- [Action item]
Count every line that includes the string "ResultCursor" in the entries that follow. Nothing besides the number is needed.

- [Exercise data]
_ _ _ _ _ _ _

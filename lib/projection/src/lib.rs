//! Projection of query result rows onto the elements of a visual graph.
//!
//! A [`GraphProjector`] turns each [`ResultRow`](rdf_lens_model::ResultRow) into zero or more
//! [`GraphElement`](rdf_lens_model::GraphElement)s, guided by declarative [`ProjectionRules`]
//! that assign a role to each variable:
//!
//! ```text
//! SELECT ?s ?p ?o ?name
//!         │  │  │   └── AttributeOf(?s)
//!         │  │  └────── Object     ─┐
//!         │  └───────── Predicate   ├─> two nodes and one edge per row
//!         └──────────── Subject    ─┘
//! ```
//!
//! Projection is a pure function of the row and the rules. It never fails: terms that cannot be
//! interpreted are degraded to a node showing their raw form and reported as a
//! [`ProjectionAnomaly`].

mod anomaly;
mod prefixes;
mod projector;
mod rules;

pub use anomaly::{AnomalyKind, AnomalyPolicy, AnomalyTally, ProjectionAnomaly};
pub use prefixes::PrefixMap;
pub use projector::{GraphProjector, Projection};
pub use rules::{ProjectionRuleError, ProjectionRules, ProjectionRulesBuilder, VariableRole};
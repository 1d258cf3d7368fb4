use crate::error::{EngineError, ExecutionError};
use async_trait::async_trait;
use rdf_lens_model::{Query, ResultRow, Variable};
use std::sync::Arc;

/// A query engine that RDF Lens can visualize the results of.
///
/// The engine owns parsing, planning and executing queries. RDF Lens only pulls rows from the
/// cursors it opens. There is no process-wide engine state: each run receives the engine
/// explicitly and owns the cursor it opened.
#[async_trait]
pub trait QueryEngine: Send + Sync {
    /// Returns a human-readable name of this engine, used for logging.
    fn name(&self) -> &str;

    /// Opens `query` and returns a cursor over its results.
    ///
    /// Implementations should return as soon as the query is planned. Producing rows happens in
    /// [ResultCursor::next_row].
    async fn open(&self, query: &Query) -> Result<Box<dyn ResultCursor>, EngineError>;
}

/// A pull-based cursor over the rows of an opened query.
#[async_trait]
pub trait ResultCursor: Send {
    /// Returns the variables of the rows produced by this cursor.
    fn variables(&self) -> Arc<[Variable]>;

    /// Pulls the next row. Returns [None] once all rows have been produced.
    async fn next_row(&mut self) -> Result<Option<ResultRow>, ExecutionError>;

    /// Releases the engine-side resources of this cursor.
    ///
    /// Callers guarantee that this is called at most once and that [Self::next_row] is not called
    /// afterward.
    fn close(&mut self);
}
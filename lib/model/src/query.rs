use crate::UnknownQueryKindError;
use std::fmt::{Display, Formatter};
use std::str::FromStr;
use std::sync::Arc;
use std::time::Duration;

/// The kind of a submitted query.
#[derive(Clone, Copy, Debug, PartialEq, Eq, Hash)]
pub enum QueryKind {
    /// A SPARQL `SELECT` query.
    Select,
    /// A SPARQL `ASK` query.
    Ask,
    /// A SPARQL `CONSTRUCT` or `DESCRIBE` query.
    Construct,
    /// A SHACL validation of the data graph against a shapes graph.
    ShaclValidate,
}

impl QueryKind {
    /// Detects the kind of a SPARQL query from its query form keyword.
    ///
    /// Comments and `PREFIX`/`BASE` declarations in front of the query form are skipped. Returns
    /// [None] if no query form is found, e.g., for a shapes graph or an update.
    pub fn detect(text: &str) -> Option<Self> {
        let mut tokens = Tokens::new(text);
        loop {
            let token = tokens.next()?;
            if token.eq_ignore_ascii_case("PREFIX") {
                tokens.next()?;
                tokens.next()?;
            } else if token.eq_ignore_ascii_case("BASE") {
                tokens.next()?;
            } else if token.eq_ignore_ascii_case("SELECT") {
                return Some(Self::Select);
            } else if token.eq_ignore_ascii_case("ASK") {
                return Some(Self::Ask);
            } else if token.eq_ignore_ascii_case("CONSTRUCT")
                || token.eq_ignore_ascii_case("DESCRIBE")
            {
                return Some(Self::Construct);
            } else {
                return None;
            }
        }
    }

    pub fn as_str(self) -> &'static str {
        match self {
            QueryKind::Select => "select",
            QueryKind::Ask => "ask",
            QueryKind::Construct => "construct",
            QueryKind::ShaclValidate => "shacl",
        }
    }
}

impl Display for QueryKind {
    fn fmt(&self, f: &mut Formatter<'_>) -> std::fmt::Result {
        f.write_str(self.as_str())
    }
}

impl FromStr for QueryKind {
    type Err = UnknownQueryKindError;

    fn from_str(s: &str) -> Result<Self, Self::Err> {
        match s.to_ascii_lowercase().as_str() {
            "select" => Ok(Self::Select),
            "ask" => Ok(Self::Ask),
            "construct" | "describe" => Ok(Self::Construct),
            "shacl" | "shacl-validate" => Ok(Self::ShaclValidate),
            _ => Err(UnknownQueryKindError(s.to_owned())),
        }
    }
}

/// A query submitted by the user.
///
/// A [`Query`] is configured once, before it is submitted, and is immutable afterward. Cloning is
/// cheap.
#[derive(Clone, Debug, PartialEq, Eq)]
pub struct Query {
    text: Arc<str>,
    kind: QueryKind,
    limit: Option<usize>,
    timeout: Option<Duration>,
}

impl Query {
    /// Creates a new query of the given `kind`.
    pub fn new(text: impl Into<Arc<str>>, kind: QueryKind) -> Self {
        Self {
            text: text.into(),
            kind,
            limit: None,
            timeout: None,
        }
    }

    /// Creates a new SPARQL query whose kind is detected from `text`.
    pub fn sparql(text: impl Into<Arc<str>>) -> Option<Self> {
        let text = text.into();
        let kind = QueryKind::detect(&text)?;
        Some(Self::new(text, kind))
    }

    /// Limits the number of rows consumed from the engine.
    #[must_use]
    pub fn with_limit(mut self, limit: usize) -> Self {
        self.limit = Some(limit);
        self
    }

    /// Sets an overall time budget for the execution of the query.
    #[must_use]
    pub fn with_timeout(mut self, timeout: Duration) -> Self {
        self.timeout = Some(timeout);
        self
    }

    pub fn text(&self) -> &str {
        &self.text
    }

    pub fn kind(&self) -> QueryKind {
        self.kind
    }

    pub fn limit(&self) -> Option<usize> {
        self.limit
    }

    pub fn timeout(&self) -> Option<Duration> {
        self.timeout
    }
}

/// Splits query text into whitespace-separated tokens, skipping comments. IRIs (`<...>`) are
/// always a token of their own, even if they contain `#` or are not preceded by whitespace.
struct Tokens<'a> {
    rest: &'a str,
}

impl<'a> Tokens<'a> {
    fn new(text: &'a str) -> Self {
        Self { rest: text }
    }
}

impl<'a> Iterator for Tokens<'a> {
    type Item = &'a str;

    fn next(&mut self) -> Option<&'a str> {
        loop {
            self.rest = self.rest.trim_start();
            if self.rest.starts_with('#') {
                let end = self.rest.find('\n').unwrap_or(self.rest.len());
                self.rest = &self.rest[end..];
                continue;
            }
            break;
        }

        if self.rest.is_empty() {
            return None;
        }

        let end = if self.rest.starts_with('<') {
            self.rest.find('>').map_or(self.rest.len(), |i| i + 1)
        } else {
            self.rest
                .find(|c: char| c.is_whitespace() || c == '<' || c == '#' || c == '{')
                .unwrap_or(self.rest.len())
                .max(1)
        };
        let (token, rest) = self.rest.split_at(end);
        self.rest = rest;
        Some(token)
    }
}

#[cfg(test)]
mod tests {
    use super::*;

    #[test]
    fn detect_plain_forms() {
        assert_eq!(
            QueryKind::detect("SELECT * WHERE { ?s ?p ?o }"),
            Some(QueryKind::Select)
        );
        assert_eq!(QueryKind::detect("ask {}"), Some(QueryKind::Ask));
        assert_eq!(
            QueryKind::detect("CONSTRUCT WHERE { ?s ?p ?o }"),
            Some(QueryKind::Construct)
        );
        assert_eq!(
            QueryKind::detect("DESCRIBE <http://example.com/A>"),
            Some(QueryKind::Construct)
        );
    }

    #[test]
    fn detect_skips_prologue_and_comments() {
        let query = "# find friends\n\
            PREFIX ex: <http://example.com/#>\n\
            BASE <http://example.com/>\n\
            PREFIX foaf:<http://xmlns.com/foaf/0.1/>\n\
            # SELECT in a comment\n\
            select ?a ?b { ?a foaf:knows ?b }";
        assert_eq!(QueryKind::detect(query), Some(QueryKind::Select));
    }

    #[test]
    fn detect_rejects_non_queries() {
        assert_eq!(QueryKind::detect(""), None);
        assert_eq!(QueryKind::detect("INSERT DATA {}"), None);
        assert_eq!(QueryKind::detect("PREFIX ex:"), None);
        assert_eq!(
            QueryKind::detect("@prefix sh: <http://www.w3.org/ns/shacl#> ."),
            None
        );
    }

    #[test]
    fn query_kind_from_str() {
        assert_eq!("SHACL".parse(), Ok(QueryKind::ShaclValidate));
        assert_eq!("describe".parse(), Ok(QueryKind::Construct));
        assert!("update".parse::<QueryKind>().is_err());
    }

    #[test]
    fn query_builder() {
        let query = Query::sparql("SELECT * {}")
            .map(|q| q.with_limit(10).with_timeout(Duration::from_secs(1)));
        let Some(query) = query else {
            panic!("Expected a query");
        };
        assert_eq!(query.kind(), QueryKind::Select);
        assert_eq!(query.limit(), Some(10));
        assert_eq!(query.timeout(), Some(Duration::from_secs(1)));
    }
}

_ _ _ _ _ _ _

- [Exercise answer]
3